╭──

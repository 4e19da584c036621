use super::error::{Result, ServiceError};
use async_trait::async_trait;
use std::path::{Path, PathBuf};
use std::time::Duration;
use tokio::process::Command;
use tracing::{info, warn};

#[async_trait]
pub trait AudioEncoder: Send + Sync {
    /// Extracts the audio track of `input` into an mp3 at `output`.
    async fn transcode_to_audio(&self, input: &Path, output: &Path) -> Result<()>;
}

/// ffmpeg with fixed mp3 settings: no video, 128 kbps, 44.1 kHz, overwrite.
pub struct Ffmpeg {
    program: PathBuf,
    timeout: Duration,
}

impl Ffmpeg {
    pub fn new(program: impl Into<PathBuf>, timeout: Duration) -> Self {
        Self {
            program: program.into(),
            timeout,
        }
    }

    fn command(&self, input: &Path, output: &Path) -> Command {
        let mut command = Command::new(&self.program);
        command
            .arg("-loglevel")
            .arg("error")
            .arg("-i")
            .arg(input)
            .arg("-vn")
            .arg("-ab")
            .arg("128k")
            .arg("-ar")
            .arg("44100")
            .arg("-y")
            .arg(output)
            .kill_on_drop(true);
        command
    }

    pub async fn test_availability(&self) -> bool {
        match Command::new(&self.program).arg("-version").output().await {
            Ok(output) if output.status.success() => {
                let version_line = String::from_utf8_lossy(&output.stdout)
                    .lines()
                    .next()
                    .unwrap_or("unknown")
                    .to_string();
                info!("✅ ffmpeg is available: {}", version_line);
                true
            }
            Ok(_) => {
                warn!("❌ ffmpeg command failed");
                false
            }
            Err(e) => {
                warn!("❌ ffmpeg not found: {} (required for mp3 extraction)", e);
                false
            }
        }
    }
}

#[async_trait]
impl AudioEncoder for Ffmpeg {
    async fn transcode_to_audio(&self, input: &Path, output: &Path) -> Result<()> {
        info!("Transcoding {} to {}", input.display(), output.display());

        let result = tokio::time::timeout(self.timeout, self.command(input, output).output())
            .await
            .map_err(|_| ServiceError::Transcode("ffmpeg timed out".to_string()))?
            .map_err(|e| ServiceError::Transcode(format!("Failed to run ffmpeg: {e}")))?;

        if !result.status.success() {
            let error = String::from_utf8_lossy(&result.stderr);
            warn!("ffmpeg failed with status {}: {}", result.status, error);
            return Err(ServiceError::Transcode(error.trim().to_string()));
        }

        Ok(())
    }
}
use thiserror::Error;

#[derive(Debug, Error)]
pub enum ServiceError {
    #[error("URL is required")]
    MissingUrl,

    #[error("Unsupported platform")]
    UnsupportedPlatform,

    #[error("Invalid {name}: {value}")]
    InvalidParameter { name: &'static str, value: String },

    /// Upstream page or metadata could not be fetched or parsed.
    #[error("{0}")]
    Extraction(String),

    #[error("Selected format not available")]
    RenditionUnavailable,

    #[error("Transcoding failed: {0}")]
    Transcode(String),

    #[error("Stream failed: {0}")]
    Stream(String),

    #[error("Scratch I/O error: {0}")]
    Io(#[from] std::io::Error),
}

impl ServiceError {
    pub fn extraction(message: impl Into<String>) -> Self {
        Self::Extraction(message.into())
    }

    pub fn stream(message: impl Into<String>) -> Self {
        Self::Stream(message.into())
    }

    pub fn is_client_error(&self) -> bool {
        matches!(
            self,
            Self::MissingUrl | Self::UnsupportedPlatform | Self::InvalidParameter { .. }
        )
    }
}

pub type Result<T> = std::result::Result<T, ServiceError>;
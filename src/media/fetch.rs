use super::error::{Result, ServiceError};
use super::types::ByteStream;
use crate::config::HttpSettings;
use async_trait::async_trait;
use futures::TryStreamExt;
use reqwest::header::{HeaderMap, HeaderValue, ACCEPT, ACCEPT_LANGUAGE};
use std::time::Duration;
use tracing::debug;

/// Plain HTTP access to upstream pages and media files.
#[async_trait]
pub trait Fetch: Send + Sync {
    /// Body of an HTML page.
    async fn fetch_page(&self, url: &str) -> Result<String>;

    /// Body of a media file, streamed.
    async fn fetch_media(&self, url: &str) -> Result<ByteStream>;
}

pub struct HttpFetcher {
    client: reqwest::Client,
    page_timeout: Duration,
}

impl HttpFetcher {
    pub fn new(settings: &HttpSettings) -> Result<Self> {
        let mut headers = HeaderMap::new();
        headers.insert(
            ACCEPT,
            HeaderValue::from_static("text/html,application/xhtml+xml,application/xml;q=0.9,image/webp,*/*;q=0.8"),
        );
        headers.insert(ACCEPT_LANGUAGE, HeaderValue::from_static("en-US,en;q=0.5"));

        // No overall timeout here: media bodies can take long, only stalls are bounded.
        let client = reqwest::Client::builder()
            .user_agent(settings.user_agent.clone())
            .default_headers(headers)
            .connect_timeout(Duration::from_secs(settings.connect_timeout_secs))
            .read_timeout(Duration::from_secs(settings.read_timeout_secs))
            .build()
            .map_err(|e| ServiceError::extraction(format!("Failed to create HTTP client: {e}")))?;

        Ok(Self {
            client,
            page_timeout: Duration::from_secs(settings.page_timeout_secs),
        })
    }
}

#[async_trait]
impl Fetch for HttpFetcher {
    async fn fetch_page(&self, url: &str) -> Result<String> {
        debug!("Fetching page: {}", url);

        let response = self
            .client
            .get(url)
            .timeout(self.page_timeout)
            .send()
            .await
            .map_err(|e| ServiceError::extraction(format!("Failed to fetch page: {e}")))?;

        if !response.status().is_success() {
            return Err(ServiceError::extraction(format!(
                "Failed to fetch page: HTTP {}",
                response.status()
            )));
        }

        response
            .text()
            .await
            .map_err(|e| ServiceError::extraction(format!("Failed to read page: {e}")))
    }

    async fn fetch_media(&self, url: &str) -> Result<ByteStream> {
        debug!("Fetching media: {}", url);

        let response = self
            .client
            .get(url)
            .send()
            .await
            .map_err(|e| ServiceError::stream(format!("Failed to fetch media URL: {e}")))?;

        if !response.status().is_success() {
            return Err(ServiceError::stream(format!(
                "Failed to download media: HTTP {}",
                response.status()
            )));
        }

        Ok(Box::pin(response.bytes_stream().map_err(std::io::Error::other)))
    }
}
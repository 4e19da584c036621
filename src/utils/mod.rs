const SIZE_UNITS: [&str; 5] = ["Bytes", "KB", "MB", "GB", "TB"];

/// Human-readable size label for a rendition, e.g. `12 MB`.
pub fn format_bytes(bytes: Option<u64>) -> String {
    let bytes = match bytes {
        None => return "Unknown".to_string(),
        Some(0) => return "0 Byte".to_string(),
        Some(bytes) => bytes,
    };

    let mut index = 0;
    while index + 1 < SIZE_UNITS.len() && bytes >= 1024u64.pow(index as u32 + 1) {
        index += 1;
    }

    let value = bytes as f64 / 1024f64.powi(index as i32);
    format!("{} {}", value.round() as u64, SIZE_UNITS[index])
}

/// `M:SS`, minutes are not folded into hours.
pub fn format_duration(seconds: u64) -> String {
    format!("{}:{:02}", seconds / 60, seconds % 60)
}

/// Keeps ASCII word characters and whitespace, drops everything else.
pub fn sanitize_title(title: &str) -> String {
    title
        .chars()
        .filter(|c| c.is_ascii_alphanumeric() || *c == '_' || c.is_whitespace())
        .collect()
}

╰──

*Problem*
All of the entries above should be written out verbatim.

*Result for this task*
repository 4e19da584c036621
use super::error::{Result, ServiceError};
use async_trait::async_trait;
use std::path::{Path, PathBuf};
use std::time::Duration;
use tokio::process::Command;
use tracing::{info, warn};

#[async_trait]
pub trait AudioEncoder: Send + Sync {
    /// Extracts the audio track of `input` into an mp3 at `output`.
    async fn transcode_to_audio(&self, input: &Path, output: &Path) -> Result<()>;
}

/// ffmpeg with fixed mp3 settings: no video, 128 kbps, 44.1 kHz, overwrite.
pub struct Ffmpeg {
    program: PathBuf,
    timeout: Duration,
}

impl Ffmpeg {
    pub fn new(program: impl Into<PathBuf>, timeout: Duration) -> Self {
        Self {
            program: program.into(),
            timeout,
        }
    }

    fn command(&self, input: &Path, output: &Path) -> Command {
        let mut command = Command::new(&self.program);
        command
            .arg("-loglevel")
            .arg("error")
            .arg("-i")
            .arg(input)
            .arg("-vn")
            .arg("-ab")
            .arg("128k")
            .arg("-ar")
            .arg("44100")
            .arg("-y")
            .arg(output)
            .kill_on_drop(true);
        command
    }

    pub async fn test_availability(&self) -> bool {
        match Command::new(&self.program).arg("-version").output().await {
            Ok(output) if output.status.success() => {
                let version_line = String::from_utf8_lossy(&output.stdout)
                    .lines()
                    .next()
                    .unwrap_or("unknown")
                    .to_string();
                info!("✅ ffmpeg is available: {}", version_line);
                true
            }
            Ok(_) => {
                warn!("❌ ffmpeg command failed");
                false
            }
            Err(e) => {
                warn!("❌ ffmpeg not found: {} (required for mp3 extraction)", e);
                false
            }
        }
    }
}

#[async_trait]
impl AudioEncoder for Ffmpeg {
    async fn transcode_to_audio(&self, input: &Path, output: &Path) -> Result<()> {
        info!("Transcoding {} to {}", input.display(), output.display());

        let result = tokio::time::timeout(self.timeout, self.command(input, output).output())
            .await
            .map_err(|_| ServiceError::Transcode("ffmpeg timed out".to_string()))?
            .map_err(|e| ServiceError::Transcode(format!("Failed to run ffmpeg: {e}")))?;

        if !result.status.success() {
            let error = String::from_utf8_lossy(&result.stderr);
            warn!("ffmpeg failed with status {}: {}", result.status, error);
            return Err(ServiceError::Transcode(error.trim().to_string()));
        }

        Ok(())
    }
}
use thiserror::Error;

#[derive(Debug, Error)]
pub enum ServiceError {
    #[error("URL is required")]
    MissingUrl,

    #[error("Unsupported platform")]
    UnsupportedPlatform,

    #[error("Invalid {name}: {value}")]
    InvalidParameter { name: &'static str, value: String },

    /// Upstream page or metadata could not be fetched or parsed.
    #[error("{0}")]
    Extraction(String),

    #[error("Selected format not available")]
    RenditionUnavailable,

    #[error("Transcoding failed: {0}")]
    Transcode(String),

    #[error("Stream failed: {0}")]
    Stream(String),

    #[error("Scratch I/O error: {0}")]
    Io(#[from] std::io::Error),
}

impl ServiceError {
    pub fn extraction(message: impl Into<String>) -> Self {
        Self::Extraction(message.into())
    }

    pub fn stream(message: impl Into<String>) -> Self {
        Self::Stream(message.into())
    }

    pub fn is_client_error(&self) -> bool {
        matches!(
            self,
            Self::MissingUrl | Self::UnsupportedPlatform | Self::InvalidParameter { .. }
        )
    }
}

pub type Result<T> = std::result::Result<T, ServiceError>;
filename src/media/fetch.rs
use super::error::{Result, ServiceError};
use super::types::ByteStream;
use crate::config::HttpSettings;
use async_trait::async_trait;
use futures::TryStreamExt;
use reqwest::header::{HeaderMap, HeaderValue, ACCEPT, ACCEPT_LANGUAGE};
use std::time::Duration;
use tracing::debug;

/// Plain HTTP access to upstream pages and media files.
#[async_trait]
pub trait Fetch: Send + Sync {
    /// Body of an HTML page.
    async fn fetch_page(&self, url: &str) -> Result<String>;

    /// Body of a media file, streamed.
    async fn fetch_media(&self, url: &str) -> Result<ByteStream>;
}

pub struct HttpFetcher {
    client: reqwest::Client,
    page_timeout: Duration,
}

impl HttpFetcher {
    pub fn new(settings: &HttpSettings) -> Result<Self> {
        let mut headers = HeaderMap::new();
        headers.insert(
            ACCEPT,
            HeaderValue::from_static("text/html,application/xhtml+xml,application/xml;q=0.9,image/webp,*/*;q=0.8"),
        );
        headers.insert(ACCEPT_LANGUAGE, HeaderValue::from_static("en-US,en;q=0.5"));

        // No overall timeout here: media bodies can take long, only stalls are bounded.
        let client = reqwest::Client::builder()
            .user_agent(settings.user_agent.clone())
            .default_headers(headers)
            .connect_timeout(Duration::from_secs(settings.connect_timeout_secs))
            .read_timeout(Duration::from_secs(settings.read_timeout_secs))
            .build()
            .map_err(|e| ServiceError::extraction(format!("Failed to create HTTP client: {e}")))?;

        Ok(Self {
            client,
            page_timeout: Duration::from_secs(settings.page_timeout_secs),
        })
    }
}

#[async_trait]
impl Fetch for HttpFetcher {
    async fn fetch_page(&self, url: &str) -> Result<String> {
        debug!("Fetching page: {}", url);

        let response = self
            .client
            .get(url)
            .timeout(self.page_timeout)
            .send()
            .await
            .map_err(|e| ServiceError::extraction(format!("Failed to fetch page: {e}")))?;

        if !response.status().is_success() {
            return Err(ServiceError::extraction(format!(
                "Failed to fetch page: HTTP {}",
                response.status()
            )));
        }

        response
            .text()
            .await
            .map_err(|e| ServiceError::extraction(format!("Failed to read page: {e}")))
    }

    async fn fetch_media(&self, url: &str) -> Result<ByteStream> {
        debug!("Fetching media: {}", url);

        let response = self
            .client
            .get(url)
            .send()
            .await
            .map_err(|e| ServiceError::stream(format!("Failed to fetch media URL: {e}")))?;

        if !response.status().is_success() {
            return Err(ServiceError::stream(format!(
                "Failed to download media: HTTP {}",
                response.status()
            )));
        }

        Ok(Box::pin(response.bytes_stream().map_err(std::io::Error::other)))
    }
}
repository 4e19da584c036621
filename src/utils/mod.rs
const SIZE_UNITS: [&str; 5] = ["Bytes", "KB", "MB", "GB", "TB"];

/// Human-readable size label for a rendition, e.g. `12 MB`.
pub fn format_bytes(bytes: Option<u64>) -> String {
    let bytes = match bytes {
        None => return "Unknown".to_string(),
        Some(0) => return "0 Byte".to_string(),
        Some(bytes) => bytes,
    };

    let mut index = 0;
    while index + 1 < SIZE_UNITS.len() && bytes >= 1024u64.pow(index as u32 + 1) {
        index += 1;
    }

    let value = bytes as f64 / 1024f64.powi(index as i32);
    format!("{} {}", value.round() as u64, SIZE_UNITS[index])
}

/// `M:SS`, minutes are not folded into hours.
pub fn format_duration(seconds: u64) -> String {
    format!("{}:{:02}", seconds / 60, seconds % 60)
}

/// Keeps ASCII word characters and whitespace, drops everything else.
pub fn sanitize_title(title: &str) -> String {
    title
        .chars()
        .filter(|c| c.is_ascii_alphanumeric() || *c == '_' || c.is_whitespace())
        .collect()
}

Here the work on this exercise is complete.